**WHAT YOU SHOULD DO**
Provide the count of lines below where "NerdFont" occurs, with no other output.

**EXERCISE DATA**

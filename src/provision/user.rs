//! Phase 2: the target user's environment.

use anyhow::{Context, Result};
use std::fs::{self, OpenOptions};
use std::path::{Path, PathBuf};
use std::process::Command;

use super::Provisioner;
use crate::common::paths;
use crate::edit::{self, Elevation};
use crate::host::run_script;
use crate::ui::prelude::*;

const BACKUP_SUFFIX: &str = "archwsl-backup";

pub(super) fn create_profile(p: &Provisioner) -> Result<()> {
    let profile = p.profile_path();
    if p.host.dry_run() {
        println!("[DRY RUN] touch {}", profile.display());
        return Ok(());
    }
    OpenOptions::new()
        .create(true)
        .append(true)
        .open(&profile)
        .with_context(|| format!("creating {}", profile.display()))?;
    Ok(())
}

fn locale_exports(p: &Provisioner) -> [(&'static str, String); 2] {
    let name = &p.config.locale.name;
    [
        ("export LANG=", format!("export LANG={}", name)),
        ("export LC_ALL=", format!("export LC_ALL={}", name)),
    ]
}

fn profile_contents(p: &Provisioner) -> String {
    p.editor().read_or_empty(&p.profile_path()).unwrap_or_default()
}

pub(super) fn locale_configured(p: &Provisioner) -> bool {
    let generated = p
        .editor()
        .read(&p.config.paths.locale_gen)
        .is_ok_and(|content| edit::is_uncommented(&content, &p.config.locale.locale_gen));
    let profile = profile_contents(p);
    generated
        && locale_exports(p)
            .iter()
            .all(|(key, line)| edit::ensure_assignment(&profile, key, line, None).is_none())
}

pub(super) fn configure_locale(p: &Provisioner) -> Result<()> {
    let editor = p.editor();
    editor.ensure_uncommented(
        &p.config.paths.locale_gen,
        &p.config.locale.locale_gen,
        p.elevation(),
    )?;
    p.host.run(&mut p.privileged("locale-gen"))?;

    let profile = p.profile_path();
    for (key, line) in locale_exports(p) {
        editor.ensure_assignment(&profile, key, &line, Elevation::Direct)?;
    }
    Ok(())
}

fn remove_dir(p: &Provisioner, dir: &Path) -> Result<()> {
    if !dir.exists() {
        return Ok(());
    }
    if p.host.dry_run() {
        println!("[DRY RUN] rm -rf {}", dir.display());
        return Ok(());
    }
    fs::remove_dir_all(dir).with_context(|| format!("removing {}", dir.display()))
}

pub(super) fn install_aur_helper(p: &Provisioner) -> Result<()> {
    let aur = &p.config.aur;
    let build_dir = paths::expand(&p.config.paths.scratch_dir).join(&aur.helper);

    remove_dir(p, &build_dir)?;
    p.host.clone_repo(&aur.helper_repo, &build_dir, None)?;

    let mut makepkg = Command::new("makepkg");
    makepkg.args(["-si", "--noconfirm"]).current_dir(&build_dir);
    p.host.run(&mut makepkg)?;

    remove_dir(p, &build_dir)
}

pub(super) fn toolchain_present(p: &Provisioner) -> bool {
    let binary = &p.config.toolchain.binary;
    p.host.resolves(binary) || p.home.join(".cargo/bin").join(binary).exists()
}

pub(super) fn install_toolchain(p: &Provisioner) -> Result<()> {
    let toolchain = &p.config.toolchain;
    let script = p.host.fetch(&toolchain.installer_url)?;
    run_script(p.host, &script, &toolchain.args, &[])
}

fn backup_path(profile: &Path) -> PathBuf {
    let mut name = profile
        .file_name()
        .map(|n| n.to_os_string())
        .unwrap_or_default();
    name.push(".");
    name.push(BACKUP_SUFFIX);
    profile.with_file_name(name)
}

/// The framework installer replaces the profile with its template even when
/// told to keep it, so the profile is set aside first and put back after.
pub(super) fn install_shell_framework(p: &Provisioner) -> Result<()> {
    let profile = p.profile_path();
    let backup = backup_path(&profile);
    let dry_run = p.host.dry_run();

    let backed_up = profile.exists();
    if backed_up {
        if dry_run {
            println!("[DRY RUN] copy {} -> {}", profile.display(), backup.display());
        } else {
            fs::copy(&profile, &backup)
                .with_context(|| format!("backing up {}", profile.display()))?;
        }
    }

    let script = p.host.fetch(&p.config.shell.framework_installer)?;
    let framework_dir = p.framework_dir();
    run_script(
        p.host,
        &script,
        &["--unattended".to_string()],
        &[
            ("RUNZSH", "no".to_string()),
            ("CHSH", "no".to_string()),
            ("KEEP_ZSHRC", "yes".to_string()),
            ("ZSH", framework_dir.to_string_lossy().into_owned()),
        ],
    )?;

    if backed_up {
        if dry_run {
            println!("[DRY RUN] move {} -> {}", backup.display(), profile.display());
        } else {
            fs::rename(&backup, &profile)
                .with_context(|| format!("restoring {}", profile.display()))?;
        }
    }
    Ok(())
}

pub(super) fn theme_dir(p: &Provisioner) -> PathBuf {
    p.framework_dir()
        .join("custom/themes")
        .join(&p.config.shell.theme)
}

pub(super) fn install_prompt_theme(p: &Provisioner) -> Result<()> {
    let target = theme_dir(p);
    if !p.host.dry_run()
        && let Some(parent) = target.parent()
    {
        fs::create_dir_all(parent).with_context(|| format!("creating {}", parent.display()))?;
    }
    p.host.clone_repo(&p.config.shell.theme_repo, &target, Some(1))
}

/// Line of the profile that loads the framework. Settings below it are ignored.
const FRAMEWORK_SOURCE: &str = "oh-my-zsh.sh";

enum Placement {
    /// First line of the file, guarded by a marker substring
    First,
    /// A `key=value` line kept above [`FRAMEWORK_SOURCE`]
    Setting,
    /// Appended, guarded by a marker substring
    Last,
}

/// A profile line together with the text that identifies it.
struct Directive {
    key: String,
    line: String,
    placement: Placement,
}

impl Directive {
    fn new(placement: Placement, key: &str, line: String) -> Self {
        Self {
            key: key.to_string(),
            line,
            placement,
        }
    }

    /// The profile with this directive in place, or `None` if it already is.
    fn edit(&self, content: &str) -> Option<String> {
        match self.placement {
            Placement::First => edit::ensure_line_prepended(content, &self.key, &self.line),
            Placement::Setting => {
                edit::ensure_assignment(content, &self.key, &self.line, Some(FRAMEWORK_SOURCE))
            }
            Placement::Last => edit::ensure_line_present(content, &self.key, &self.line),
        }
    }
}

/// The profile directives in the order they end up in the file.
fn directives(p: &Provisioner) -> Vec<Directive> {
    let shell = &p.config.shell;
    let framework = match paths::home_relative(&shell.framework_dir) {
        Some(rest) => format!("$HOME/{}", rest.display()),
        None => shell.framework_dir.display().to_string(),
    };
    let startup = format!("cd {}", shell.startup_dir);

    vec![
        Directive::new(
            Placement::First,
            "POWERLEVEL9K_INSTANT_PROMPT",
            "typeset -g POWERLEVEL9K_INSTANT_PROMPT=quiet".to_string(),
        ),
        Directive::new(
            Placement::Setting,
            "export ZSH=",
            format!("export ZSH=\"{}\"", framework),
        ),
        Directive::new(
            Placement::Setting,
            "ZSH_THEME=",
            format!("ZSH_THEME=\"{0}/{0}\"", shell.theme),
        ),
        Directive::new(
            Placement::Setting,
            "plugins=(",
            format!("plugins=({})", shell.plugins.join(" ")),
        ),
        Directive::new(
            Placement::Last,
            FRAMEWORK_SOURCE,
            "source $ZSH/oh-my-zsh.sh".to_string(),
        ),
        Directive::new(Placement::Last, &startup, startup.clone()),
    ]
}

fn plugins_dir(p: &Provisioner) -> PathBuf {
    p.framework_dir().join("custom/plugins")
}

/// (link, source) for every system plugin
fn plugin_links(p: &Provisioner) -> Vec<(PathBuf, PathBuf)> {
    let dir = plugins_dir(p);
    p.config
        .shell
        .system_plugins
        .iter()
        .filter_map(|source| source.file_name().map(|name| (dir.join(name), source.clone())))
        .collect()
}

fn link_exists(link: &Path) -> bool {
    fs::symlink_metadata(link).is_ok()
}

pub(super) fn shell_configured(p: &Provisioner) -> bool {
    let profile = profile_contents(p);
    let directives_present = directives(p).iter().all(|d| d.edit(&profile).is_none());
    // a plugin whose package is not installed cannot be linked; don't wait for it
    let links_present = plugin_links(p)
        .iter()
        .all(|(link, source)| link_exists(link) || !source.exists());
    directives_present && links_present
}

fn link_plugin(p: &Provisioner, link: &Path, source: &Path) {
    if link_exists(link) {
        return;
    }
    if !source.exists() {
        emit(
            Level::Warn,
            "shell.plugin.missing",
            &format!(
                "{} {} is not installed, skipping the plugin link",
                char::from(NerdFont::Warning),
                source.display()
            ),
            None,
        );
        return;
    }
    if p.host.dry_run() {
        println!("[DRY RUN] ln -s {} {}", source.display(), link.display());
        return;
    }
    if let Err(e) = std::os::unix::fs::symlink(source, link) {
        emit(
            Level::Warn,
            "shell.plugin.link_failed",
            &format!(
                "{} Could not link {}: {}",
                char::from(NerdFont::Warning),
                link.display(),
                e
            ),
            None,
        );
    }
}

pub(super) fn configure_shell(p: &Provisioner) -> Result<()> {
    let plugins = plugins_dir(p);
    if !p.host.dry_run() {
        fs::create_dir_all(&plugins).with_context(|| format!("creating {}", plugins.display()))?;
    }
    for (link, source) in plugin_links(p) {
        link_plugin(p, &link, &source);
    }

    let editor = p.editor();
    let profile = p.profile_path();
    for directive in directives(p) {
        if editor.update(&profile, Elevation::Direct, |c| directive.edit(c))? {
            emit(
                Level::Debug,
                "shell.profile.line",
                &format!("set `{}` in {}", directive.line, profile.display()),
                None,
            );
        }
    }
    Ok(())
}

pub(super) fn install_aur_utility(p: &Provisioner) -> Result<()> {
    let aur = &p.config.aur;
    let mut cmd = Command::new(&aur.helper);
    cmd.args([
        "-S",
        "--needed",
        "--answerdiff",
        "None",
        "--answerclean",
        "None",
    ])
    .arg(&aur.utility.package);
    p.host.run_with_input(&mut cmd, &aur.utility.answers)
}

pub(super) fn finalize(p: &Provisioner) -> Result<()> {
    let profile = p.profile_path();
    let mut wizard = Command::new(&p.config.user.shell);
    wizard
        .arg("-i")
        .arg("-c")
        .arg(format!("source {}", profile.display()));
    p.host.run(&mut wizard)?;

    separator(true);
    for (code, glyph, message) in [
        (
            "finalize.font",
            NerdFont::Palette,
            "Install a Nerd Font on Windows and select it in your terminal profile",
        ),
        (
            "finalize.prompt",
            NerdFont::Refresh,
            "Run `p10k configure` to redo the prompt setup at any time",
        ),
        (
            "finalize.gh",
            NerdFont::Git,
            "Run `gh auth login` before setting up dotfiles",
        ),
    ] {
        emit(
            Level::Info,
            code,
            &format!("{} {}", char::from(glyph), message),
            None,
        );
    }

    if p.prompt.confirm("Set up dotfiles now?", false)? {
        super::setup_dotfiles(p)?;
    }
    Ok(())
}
==
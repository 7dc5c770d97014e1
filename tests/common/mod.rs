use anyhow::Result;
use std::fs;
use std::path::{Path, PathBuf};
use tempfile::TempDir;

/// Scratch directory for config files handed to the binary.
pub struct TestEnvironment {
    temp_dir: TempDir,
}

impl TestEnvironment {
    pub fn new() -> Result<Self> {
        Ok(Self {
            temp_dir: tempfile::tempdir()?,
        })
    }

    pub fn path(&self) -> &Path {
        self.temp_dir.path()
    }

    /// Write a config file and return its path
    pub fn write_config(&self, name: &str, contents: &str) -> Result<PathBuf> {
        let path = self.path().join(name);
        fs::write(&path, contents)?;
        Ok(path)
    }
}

**RESPONSE**
5